WHAT NEEDS TO BE DONE. Output every record below precisely as it is written.

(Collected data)
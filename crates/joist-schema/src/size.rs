//! Per-axis size vocabulary.

use serde::{Deserialize, Serialize};
use serde_json::Value;

/// Declared extent along a single axis.
///
/// `"matchParent"` / `"match_parent"` expand to fill the parent;
/// `"wrapContent"` / `"wrap_content"` (or an absent key) size to content;
/// any JSON number, or a string that parses as one, is a fixed extent in
/// points. Unparseable values degrade to [`SizeSpec::WrapContent`].
#[derive(Debug, Clone, Copy, PartialEq, Serialize, Deserialize, Default)]
#[serde(rename_all = "snake_case")]
pub enum SizeSpec {
    MatchParent,
    #[default]
    WrapContent,
    Fixed(f64),
}

impl SizeSpec {
    pub fn parse(value: &Value) -> SizeSpec {
        match value {
            Value::Number(n) => n.as_f64().map(SizeSpec::Fixed).unwrap_or_default(),
            Value::String(s) => match s.trim() {
                "matchParent" | "match_parent" => SizeSpec::MatchParent,
                "wrapContent" | "wrap_content" => SizeSpec::WrapContent,
                other => other.parse().map(SizeSpec::Fixed).unwrap_or_default(),
            },
            _ => SizeSpec::WrapContent,
        }
    }

    pub fn is_match_parent(self) -> bool {
        matches!(self, SizeSpec::MatchParent)
    }

    pub fn is_wrap_content(self) -> bool {
        matches!(self, SizeSpec::WrapContent)
    }

    /// Fixed extent in points, if declared.
    pub fn fixed(self) -> Option<f64> {
        match self {
            SizeSpec::Fixed(v) => Some(v),
            _ => None,
        }
    }
}
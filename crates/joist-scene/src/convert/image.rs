//! Image converters: bundled assets and remote fetches.

use joist_schema::Component;
use tracing::debug;

use crate::build::BuildContext;
use crate::modifier::modifier_chain;
use crate::node::{ContentMode, ImagePrimitive, ImageSource, RenderKind, RenderNode};

pub(crate) fn image(c: &Component, ctx: &BuildContext) -> RenderNode {
    let name = c
        .attr_str(&["src", "srcName", "src_name", "image", "name"])
        .map(|raw| ctx.text(raw))
        .unwrap_or_default();
    if name.is_empty() {
        debug!(id = ?c.id, "image without a source renders as an empty box");
    }
    make(c, ImageSource::Asset(name))
}

pub(crate) fn network_image(c: &Component, ctx: &BuildContext) -> RenderNode {
    let url = c
        .attr_str(&["url", "src", "source"])
        .map(|raw| ctx.text(raw))
        .unwrap_or_default();
    let placeholder = c
        .attr_str(&["placeholder", "placeholderImage", "placeholder_image", "defaultImage"])
        .map(str::to_string);
    make(c, ImageSource::Remote { url, placeholder })
}

fn make(c: &Component, source: ImageSource) -> RenderNode {
    let primitive = ImagePrimitive { source, content_mode: content_mode(c) };
    let mut node = RenderNode::new(RenderKind::Image(primitive));
    node.modifiers = modifier_chain(c, false);
    node
}

fn content_mode(c: &Component) -> ContentMode {
    match c
        .attr_str(&["contentMode", "content_mode", "scaleType", "scale_type"])
        .map(str::to_ascii_lowercase)
        .as_deref()
    {
        Some(m) if m.contains("fill") || m.contains("crop") => ContentMode::Fill,
        Some(m) if m.contains("center") => ContentMode::Center,
        _ => ContentMode::Fit,
    }
}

SOLUTION TO THIS PROBLEM.
filename crates/joist-schema/src/size.rs
//! Per-axis size vocabulary.

use serde::{Deserialize, Serialize};
use serde_json::Value;

/// Declared extent along a single axis.
///
/// `"matchParent"` / `"match_parent"` expand to fill the parent;
/// `"wrapContent"` / `"wrap_content"` (or an absent key) size to content;
/// any JSON number, or a string that parses as one, is a fixed extent in
/// points. Unparseable values degrade to [`SizeSpec::WrapContent`].
#[derive(Debug, Clone, Copy, PartialEq, Serialize, Deserialize, Default)]
#[serde(rename_all = "snake_case")]
pub enum SizeSpec {
    MatchParent,
    #[default]
    WrapContent,
    Fixed(f64),
}

impl SizeSpec {
    pub fn parse(value: &Value) -> SizeSpec {
        match value {
            Value::Number(n) => n.as_f64().map(SizeSpec::Fixed).unwrap_or_default(),
            Value::String(s) => match s.trim() {
                "matchParent" | "match_parent" => SizeSpec::MatchParent,
                "wrapContent" | "wrap_content" => SizeSpec::WrapContent,
                other => other.parse().map(SizeSpec::Fixed).unwrap_or_default(),
            },
            _ => SizeSpec::WrapContent,
        }
    }

    pub fn is_match_parent(self) -> bool {
        matches!(self, SizeSpec::MatchParent)
    }

    pub fn is_wrap_content(self) -> bool {
        matches!(self, SizeSpec::WrapContent)
    }

    /// Fixed extent in points, if declared.
    pub fn fixed(self) -> Option<f64> {
        match self {
            SizeSpec::Fixed(v) => Some(v),
            _ => None,
        }
    }
}
filename crates/joist-scene/src/convert/image.rs
//! Image converters: bundled assets and remote fetches.

use joist_schema::Component;
use tracing::debug;

use crate::build::BuildContext;
use crate::modifier::modifier_chain;
use crate::node::{ContentMode, ImagePrimitive, ImageSource, RenderKind, RenderNode};

pub(crate) fn image(c: &Component, ctx: &BuildContext) -> RenderNode {
    let name = c
        .attr_str(&["src", "srcName", "src_name", "image", "name"])
        .map(|raw| ctx.text(raw))
        .unwrap_or_default();
    if name.is_empty() {
        debug!(id = ?c.id, "image without a source renders as an empty box");
    }
    make(c, ImageSource::Asset(name))
}

pub(crate) fn network_image(c: &Component, ctx: &BuildContext) -> RenderNode {
    let url = c
        .attr_str(&["url", "src", "source"])
        .map(|raw| ctx.text(raw))
        .unwrap_or_default();
    let placeholder = c
        .attr_str(&["placeholder", "placeholderImage", "placeholder_image", "defaultImage"])
        .map(str::to_string);
    make(c, ImageSource::Remote { url, placeholder })
}

fn make(c: &Component, source: ImageSource) -> RenderNode {
    let primitive = ImagePrimitive { source, content_mode: content_mode(c) };
    let mut node = RenderNode::new(RenderKind::Image(primitive));
    node.modifiers = modifier_chain(c, false);
    node
}

fn content_mode(c: &Component) -> ContentMode {
    match c
        .attr_str(&["contentMode", "content_mode", "scaleType", "scale_type"])
        .map(str::to_ascii_lowercase)
        .as_deref()
    {
        Some(m) if m.contains("fill") || m.contains("crop") => ContentMode::Fill,
        Some(m) if m.contains("center") => ContentMode::Center,
        _ => ContentMode::Fit,
    }
}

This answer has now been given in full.